Talking of idiots, Banned Olive still did the hash and the Long anyway but decided to follow sheep’s wool rather than flour and almost did the hash again. Quite the opposite, Dimwit did the short as he was saving himself for the weekend’s A2B hash and it must be questioned to which club his loyalties lie!
Sticky Bush allegiances were also questioned as she was caught wearing another clubs colours at the On Down. The RA reminded us that she was a Doctor and therefore could not be trusted as far as you could throw her. This was proved by the fact that Running Late had confided in her about his piles problem and the remedy that he was using to relieve the pain. Sticky Bush could not keep the frozen carrot to herself and told anybody and everybody on the hash and in the pub as well as flagging down passing cars and a coach tour. Running Late also had a Lazy Git moment mid hash and was illuminated by 6 head torches relieving himself (no carrot this time). Jyde got lost in a field and had to be rescued by Morticia and Gomez, who grabbed him, turned him around, pointed him in the right direction and let him go.
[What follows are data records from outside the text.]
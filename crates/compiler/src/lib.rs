//! taskforge compiler facade.

pub mod cli;
pub mod session;

pub use cli::*;
pub use session::*;
//! Tensor buffers tagged with a memory scope.
//!
//! Movement between scopes is always explicit (`to_device` / `to_host`); the
//! core never relocates a value behind the caller's back. The simulated
//! device keeps data in host memory, so a transfer is a copy with a new
//! scope tag.

use anyhow::{bail, Result};
use ndarray::{Array2, ArrayView2};
use rand::rngs::StdRng;
use rand::SeedableRng;
use rand_distr::{Distribution, StandardNormal};
use serde::{Deserialize, Serialize};
use taskforge_ir::{row_major_strides, DataType, MemoryScope, TensorType};

#[derive(Debug, Clone, Serialize, Deserialize)]
pub struct TensorValue {
    scope: MemoryScope,
    dtype: DataType,
    shape: Vec<usize>,
    strides: Vec<usize>,
    data: Vec<f32>,
}

impl TensorValue {
    pub fn empty(shape: &[usize], dtype: DataType, scope: MemoryScope) -> Self {
        Self::zeros(shape, dtype, scope)
    }

    pub fn zeros(shape: &[usize], dtype: DataType, scope: MemoryScope) -> Self {
        let len = shape.iter().product();
        Self {
            scope,
            dtype,
            shape: shape.to_vec(),
            strides: row_major_strides(shape),
            data: vec![0.0; len],
        }
    }

    /// Standard-normal values from a seeded generator; the same seed always
    /// produces the same tensor.
    pub fn randn(shape: &[usize], dtype: DataType, scope: MemoryScope, seed: u64) -> Self {
        let mut rng = StdRng::seed_from_u64(seed);
        let len: usize = shape.iter().product();
        let data = (0..len)
            .map(|_| StandardNormal.sample(&mut rng))
            .collect::<Vec<f32>>();
        Self {
            scope,
            dtype,
            shape: shape.to_vec(),
            strides: row_major_strides(shape),
            data,
        }
    }

    /// Zero-filled value matching a task parameter type.
    pub fn zeros_like(ty: &TensorType, scope: MemoryScope) -> Self {
        Self::zeros(&ty.shape, ty.dtype, scope)
    }

    /// Seeded random value matching a task parameter type.
    pub fn randn_like(ty: &TensorType, scope: MemoryScope, seed: u64) -> Self {
        Self::randn(&ty.shape, ty.dtype, scope, seed)
    }

    pub fn scope(&self) -> MemoryScope {
        self.scope
    }

    pub fn dtype(&self) -> DataType {
        self.dtype
    }

    pub fn shape(&self) -> &[usize] {
        &self.shape
    }

    pub fn strides(&self) -> &[usize] {
        &self.strides
    }

    pub fn num_elements(&self) -> usize {
        self.data.len()
    }

    pub fn as_slice(&self) -> &[f32] {
        &self.data
    }

    pub fn as_mut_slice(&mut self) -> &mut [f32] {
        &mut self.data
    }

    /// Copy to device-global memory.
    pub fn to_device(&self) -> TensorValue {
        let mut value = self.clone();
        value.scope = MemoryScope::Global;
        value
    }

    /// Copy to host memory.
    pub fn to_host(&self) -> TensorValue {
        let mut value = self.clone();
        value.scope = MemoryScope::Host;
        value
    }

    /// View a rank-2 value as an ndarray matrix for reference math.
    pub fn to_array2(&self) -> Result<Array2<f32>> {
        if self.shape.len() != 2 {
            bail!("expected rank-2 tensor, got shape {:?}", self.shape);
        }
        Ok(
            ArrayView2::from_shape((self.shape[0], self.shape[1]), &self.data)?
                .to_owned(),
        )
    }

    pub fn from_array2(array: &Array2<f32>, scope: MemoryScope) -> Self {
        let shape = [array.nrows(), array.ncols()];
        Self {
            scope,
            dtype: DataType::F32,
            shape: shape.to_vec(),
            strides: row_major_strides(&shape),
            data: array.iter().copied().collect(),
        }
    }

    /// Turn a flat element offset back into multi-dimensional coordinates.
    pub fn unravel(&self, offset: usize) -> Vec<usize> {
        let mut rem = offset;
        self.strides
            .iter()
            .map(|&stride| {
                let stride = stride.max(1);
                let coord = rem / stride;
                rem %= stride;
                coord
            })
            .collect()
    }
}

#[cfg(test)]
mod tests {
    use super::*;
    use approx::assert_abs_diff_eq;

    #[test]
    fn randn_is_deterministic_per_seed() {
        let a = TensorValue::randn(&[4, 4], DataType::F32, MemoryScope::Host, 1);
        let b = TensorValue::randn(&[4, 4], DataType::F32, MemoryScope::Host, 1);
        let c = TensorValue::randn(&[4, 4], DataType::F32, MemoryScope::Host, 2);
        assert_eq!(a.as_slice(), b.as_slice());
        assert_ne!(a.as_slice(), c.as_slice());
    }

    #[test]
    fn scope_movement_is_explicit_and_copying() {
        let host = TensorValue::randn(&[8], DataType::F32, MemoryScope::Host, 7);
        let device = host.to_device();
        assert_eq!(host.scope(), MemoryScope::Host);
        assert_eq!(device.scope(), MemoryScope::Global);
        assert_eq!(host.as_slice(), device.as_slice());
        assert_eq!(device.to_host().scope(), MemoryScope::Host);
    }

    #[test]
    fn array2_round_trip_preserves_layout() {
        let value = TensorValue::randn(&[3, 5], DataType::F32, MemoryScope::Host, 11);
        let array = value.to_array2().unwrap();
        assert_abs_diff_eq!(array[(1, 2)], value.as_slice()[1 * 5 + 2]);
        let back = TensorValue::from_array2(&array, MemoryScope::Host);
        assert_eq!(back.as_slice(), value.as_slice());
    }

    #[test]
    fn unravel_inverts_row_major_offsets() {
        let value = TensorValue::zeros(&[2, 3, 4], DataType::F32, MemoryScope::Host);
        assert_eq!(value.unravel(0), vec![0, 0, 0]);
        assert_eq!(value.unravel(13), vec![1, 0, 1]);
        assert_eq!(value.unravel(23), vec![1, 2, 3]);
    }
}
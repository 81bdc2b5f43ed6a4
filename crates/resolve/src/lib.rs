//! Resolution strategies: collapse a module's open tunable choices into one
//! concrete instantiation.

pub mod brute_force;
pub mod random;

pub use brute_force::*;
pub use random::*;

use taskforge_backend::BuildError;
use taskforge_ir::ModuleError;
use thiserror::Error;

#[derive(Error, Debug)]
pub enum ResolveError {
    #[error("search space of {size} candidates exceeds the ceiling of {ceiling}")]
    SearchSpaceTooLarge { size: u128, ceiling: u128 },

    #[error("all {total} candidates failed to build or execute")]
    NoValidCandidate { total: usize },

    #[error(transparent)]
    Module(#[from] ModuleError),

    #[error(transparent)]
    Build(#[from] BuildError),

    #[error("candidate execution failed: {0}")]
    Exec(#[from] anyhow::Error),
}
//! HTTP request/response types and the transport trait.

use std::sync::Arc;

use super::HttpError;

/// An HTTP request to be sent.
///
/// Plain value type built by the request executor and handed to an
/// [`HttpClient`]. Uses the `http` crate's method and header types so the
/// transport stays independent of any particular HTTP library.
#[derive(Debug, Clone)]
pub struct HttpRequest {
    /// HTTP method
    pub method: http::Method,
    /// Fully resolved target URL, query string included
    pub url: url::Url,
    /// HTTP headers to send
    pub headers: http::HeaderMap,
    /// Optional request body
    pub body: Option<Vec<u8>>,
}

impl HttpRequest {
    /// Creates a new HTTP request with the given method and URL.
    ///
    /// Headers are initialized to an empty map and body is `None`.
    #[must_use]
    pub fn new(method: http::Method, url: url::Url) -> Self {
        Self {
            method,
            url,
            headers: http::HeaderMap::new(),
            body: None,
        }
    }

    /// Creates a GET request to the given URL.
    #[must_use]
    pub fn get(url: url::Url) -> Self {
        Self::new(http::Method::GET, url)
    }

    /// Creates a POST request to the given URL.
    #[must_use]
    pub fn post(url: url::Url) -> Self {
        Self::new(http::Method::POST, url)
    }

    /// Sets the request body.
    #[must_use]
    pub fn with_body(mut self, body: Vec<u8>) -> Self {
        self.body = Some(body);
        self
    }

    /// Replaces the request headers.
    #[must_use]
    pub fn with_headers(mut self, headers: http::HeaderMap) -> Self {
        self.headers = headers;
        self
    }

    /// Returns the value of a header as a string, if present and visible ASCII.
    #[must_use]
    pub fn header_str(&self, name: impl http::header::AsHeaderName) -> Option<&str> {
        self.headers.get(name).and_then(|v| v.to_str().ok())
    }
}

/// An HTTP response received from a server.
///
/// The body is fully buffered into memory.
#[derive(Debug, Clone)]
pub struct HttpResponse {
    /// HTTP status code
    pub status: http::StatusCode,
    /// Response headers
    pub headers: http::HeaderMap,
    /// Response body (fully buffered)
    pub body: Vec<u8>,
}

impl HttpResponse {
    /// Creates a new HTTP response.
    #[must_use]
    pub const fn new(status: http::StatusCode, headers: http::HeaderMap, body: Vec<u8>) -> Self {
        Self {
            status,
            headers,
            body,
        }
    }

    /// Creates a response with the given status and a JSON body.
    #[must_use]
    pub fn json(status: http::StatusCode, body: &serde_json::Value) -> Self {
        let mut headers = http::HeaderMap::new();
        headers.insert(
            http::header::CONTENT_TYPE,
            http::HeaderValue::from_static("application/json"),
        );
        Self::new(status, headers, body.to_string().into_bytes())
    }

    /// Returns true if the status code indicates success (2xx).
    #[must_use]
    pub fn is_success(&self) -> bool {
        self.status.is_success()
    }

    /// Returns the body as a UTF-8 string, if valid.
    #[must_use]
    pub fn body_text(&self) -> Option<&str> {
        std::str::from_utf8(&self.body).ok()
    }
}

/// Trait for sending HTTP requests.
///
/// The request executor depends only on this trait, so tests can substitute
/// a recording mock and production code uses [`ReqwestClient`].
///
/// # Example
///
/// ```ignore
/// use bitpapa_pay::transport::{HttpClient, HttpRequest, HttpResponse, HttpError};
///
/// struct StubClient {
///     response: HttpResponse,
/// }
///
/// impl HttpClient for StubClient {
///     async fn request(&self, _req: HttpRequest) -> Result<HttpResponse, HttpError> {
///         Ok(self.response.clone())
///     }
/// }
/// ```
///
/// [`ReqwestClient`]: super::ReqwestClient
pub trait HttpClient: Send + Sync {
    /// Sends an HTTP request and returns the buffered response.
    ///
    /// # Errors
    ///
    /// Returns [`HttpError`] when:
    /// - Network connection fails ([`HttpError::Connection`])
    /// - Request times out ([`HttpError::Timeout`])
    /// - URL is rejected by the transport ([`HttpError::InvalidUrl`])
    /// - The body cannot be read ([`HttpError::Body`])
    fn request(
        &self,
        req: HttpRequest,
    ) -> impl std::future::Future<Output = Result<HttpResponse, HttpError>> + Send;
}

impl<T: HttpClient> HttpClient for Arc<T> {
    async fn request(&self, req: HttpRequest) -> Result<HttpResponse, HttpError> {
        (**self).request(req).await
    }
}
Yet to be named Felicity at the circle up was told that the head torch she was wearing was the type that was known to blow up, So taking no further risks after she had finished with it, she left it outside the pub, but forgot to call in the military.
Rubbery got picky with accepting certain types of plastic that the hash collected particularly the small plastic bags from the dog owner contingent of the hash.
Finally Spotty Botty tried to exact revenge on Overshot for the previous week’s RAing by trying to run him over in her car but Overshot was too quick and outran her.
The RA, ReEntry thanked the hares for a great hash and the pub for their warm hospitality and down downs were awarded to the hare Cowpat, Dan and Nicky for the beer stop, Dimwit for doing the short, Running Late for the carrot (who as too embarrassed to accept so sent Shirtlifter) and Blue Nun for helping Olive copy the RA’s notes for last week’s words.
On to North Sands Car park, Salcombe and a very short hash no doubt.